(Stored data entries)
┄┄┄┄┄┄
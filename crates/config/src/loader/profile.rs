//! Profile file loading for configuration.
//!
//! Invariants:
//! - The profile name comes from the loader, falling back to `ZENOSS_PROFILE`.
//! - The file path comes from the loader, then `ZENOSS_CONFIG_PATH`, then the platform config dir.
//! - Missing profiles are recorded for later error handling in build().
//! - Blank profile values are treated as unset.

use secrecy::{ExposeSecret, SecretString};
use std::path::PathBuf;
use std::time::Duration;

use super::builder::ConfigLoader;
use super::env::{env_var_or_none, non_blank};
use super::error::ConfigError;
use crate::constants::APP_DIR_NAME;
use crate::types::{ProfileConfig, ProfileFile};

/// Returns the default path to the profile file.
///
/// - Linux/macOS: `~/.config/zenoss-client/config.json`
/// - Windows: `%AppData%\zenoss-client\config.json`
pub(crate) fn default_config_path() -> Result<PathBuf, ConfigError> {
    let proj_dirs = directories::ProjectDirs::from("", "", APP_DIR_NAME).ok_or_else(|| {
        ConfigError::ConfigDirUnavailable("Failed to determine project directories".to_string())
    })?;

    Ok(proj_dirs.config_dir().join("config.json"))
}

/// Apply profile configuration from a profile file to the loader.
pub fn apply_profile(loader: &mut ConfigLoader) -> Result<(), ConfigError> {
    let profile_name = match loader
        .profile_name()
        .cloned()
        .or_else(|| env_var_or_none("ZENOSS_PROFILE"))
    {
        Some(name) => name,
        None => return Ok(()),
    };

    let config_path = match loader
        .config_path()
        .cloned()
        .or_else(|| env_var_or_none("ZENOSS_CONFIG_PATH").map(PathBuf::from))
    {
        Some(path) => path,
        None => default_config_path()?,
    };

    if !config_path.exists() {
        tracing::debug!(path = %config_path.display(), "Profile file does not exist");
        loader.set_profile_missing(Some(profile_name));
        return Ok(());
    }

    let file = ProfileFile::load(&config_path)?;
    match file.profile(&profile_name) {
        Some(profile) => {
            tracing::debug!(profile = %profile_name, "Applying profile");
            apply_profile_config(loader, profile);
        }
        None => loader.set_profile_missing(Some(profile_name)),
    }

    Ok(())
}

fn apply_profile_config(loader: &mut ConfigLoader, profile: &ProfileConfig) {
    if let Some(hostname) = profile.hostname.clone().and_then(non_blank) {
        loader.set_hostname(Some(hostname));
    }
    if let Some(username) = profile.username.clone().and_then(non_blank) {
        loader.set_username(Some(username));
    }
    if let Some(password) = non_blank_secret(profile.password.as_ref()) {
        loader.set_password(Some(password));
    }
    if let Some(api_key) = non_blank_secret(profile.api_key.as_ref()) {
        loader.set_api_key(Some(api_key));
    }
    if let Some(secs) = profile.timeout_seconds {
        loader.set_timeout(Some(Duration::from_secs(secs)));
    }
}

fn non_blank_secret(secret: Option<&SecretString>) -> Option<SecretString> {
    secret
        .and_then(|s| non_blank(s.expose_secret().to_string()))
        .map(|s| SecretString::new(s.into()))
}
┄┄┄┄┄┄
» Problem statement
What you return must match the records above exactly, line for line.

» Answer to this task
filename crates/config/src/loader/profile.rs
//! Profile file loading for configuration.
//!
//! Invariants:
//! - The profile name comes from the loader, falling back to `ZENOSS_PROFILE`.
//! - The file path comes from the loader, then `ZENOSS_CONFIG_PATH`, then the platform config dir.
//! - Missing profiles are recorded for later error handling in build().
//! - Blank profile values are treated as unset.

use secrecy::{ExposeSecret, SecretString};
use std::path::PathBuf;
use std::time::Duration;

use super::builder::ConfigLoader;
use super::env::{env_var_or_none, non_blank};
use super::error::ConfigError;
use crate::constants::APP_DIR_NAME;
use crate::types::{ProfileConfig, ProfileFile};

/// Returns the default path to the profile file.
///
/// - Linux/macOS: `~/.config/zenoss-client/config.json`
/// - Windows: `%AppData%\zenoss-client\config.json`
pub(crate) fn default_config_path() -> Result<PathBuf, ConfigError> {
    let proj_dirs = directories::ProjectDirs::from("", "", APP_DIR_NAME).ok_or_else(|| {
        ConfigError::ConfigDirUnavailable("Failed to determine project directories".to_string())
    })?;

    Ok(proj_dirs.config_dir().join("config.json"))
}

/// Apply profile configuration from a profile file to the loader.
pub fn apply_profile(loader: &mut ConfigLoader) -> Result<(), ConfigError> {
    let profile_name = match loader
        .profile_name()
        .cloned()
        .or_else(|| env_var_or_none("ZENOSS_PROFILE"))
    {
        Some(name) => name,
        None => return Ok(()),
    };

    let config_path = match loader
        .config_path()
        .cloned()
        .or_else(|| env_var_or_none("ZENOSS_CONFIG_PATH").map(PathBuf::from))
    {
        Some(path) => path,
        None => default_config_path()?,
    };

    if !config_path.exists() {
        tracing::debug!(path = %config_path.display(), "Profile file does not exist");
        loader.set_profile_missing(Some(profile_name));
        return Ok(());
    }

    let file = ProfileFile::load(&config_path)?;
    match file.profile(&profile_name) {
        Some(profile) => {
            tracing::debug!(profile = %profile_name, "Applying profile");
            apply_profile_config(loader, profile);
        }
        None => loader.set_profile_missing(Some(profile_name)),
    }

    Ok(())
}

fn apply_profile_config(loader: &mut ConfigLoader, profile: &ProfileConfig) {
    if let Some(hostname) = profile.hostname.clone().and_then(non_blank) {
        loader.set_hostname(Some(hostname));
    }
    if let Some(username) = profile.username.clone().and_then(non_blank) {
        loader.set_username(Some(username));
    }
    if let Some(password) = non_blank_secret(profile.password.as_ref()) {
        loader.set_password(Some(password));
    }
    if let Some(api_key) = non_blank_secret(profile.api_key.as_ref()) {
        loader.set_api_key(Some(api_key));
    }
    if let Some(secs) = profile.timeout_seconds {
        loader.set_timeout(Some(Duration::from_secs(secs)));
    }
}

fn non_blank_secret(secret: Option<&SecretString>) -> Option<SecretString> {
    secret
        .and_then(|s| non_blank(s.expose_secret().to_string()))
        .map(|s| SecretString::new(s.into()))
}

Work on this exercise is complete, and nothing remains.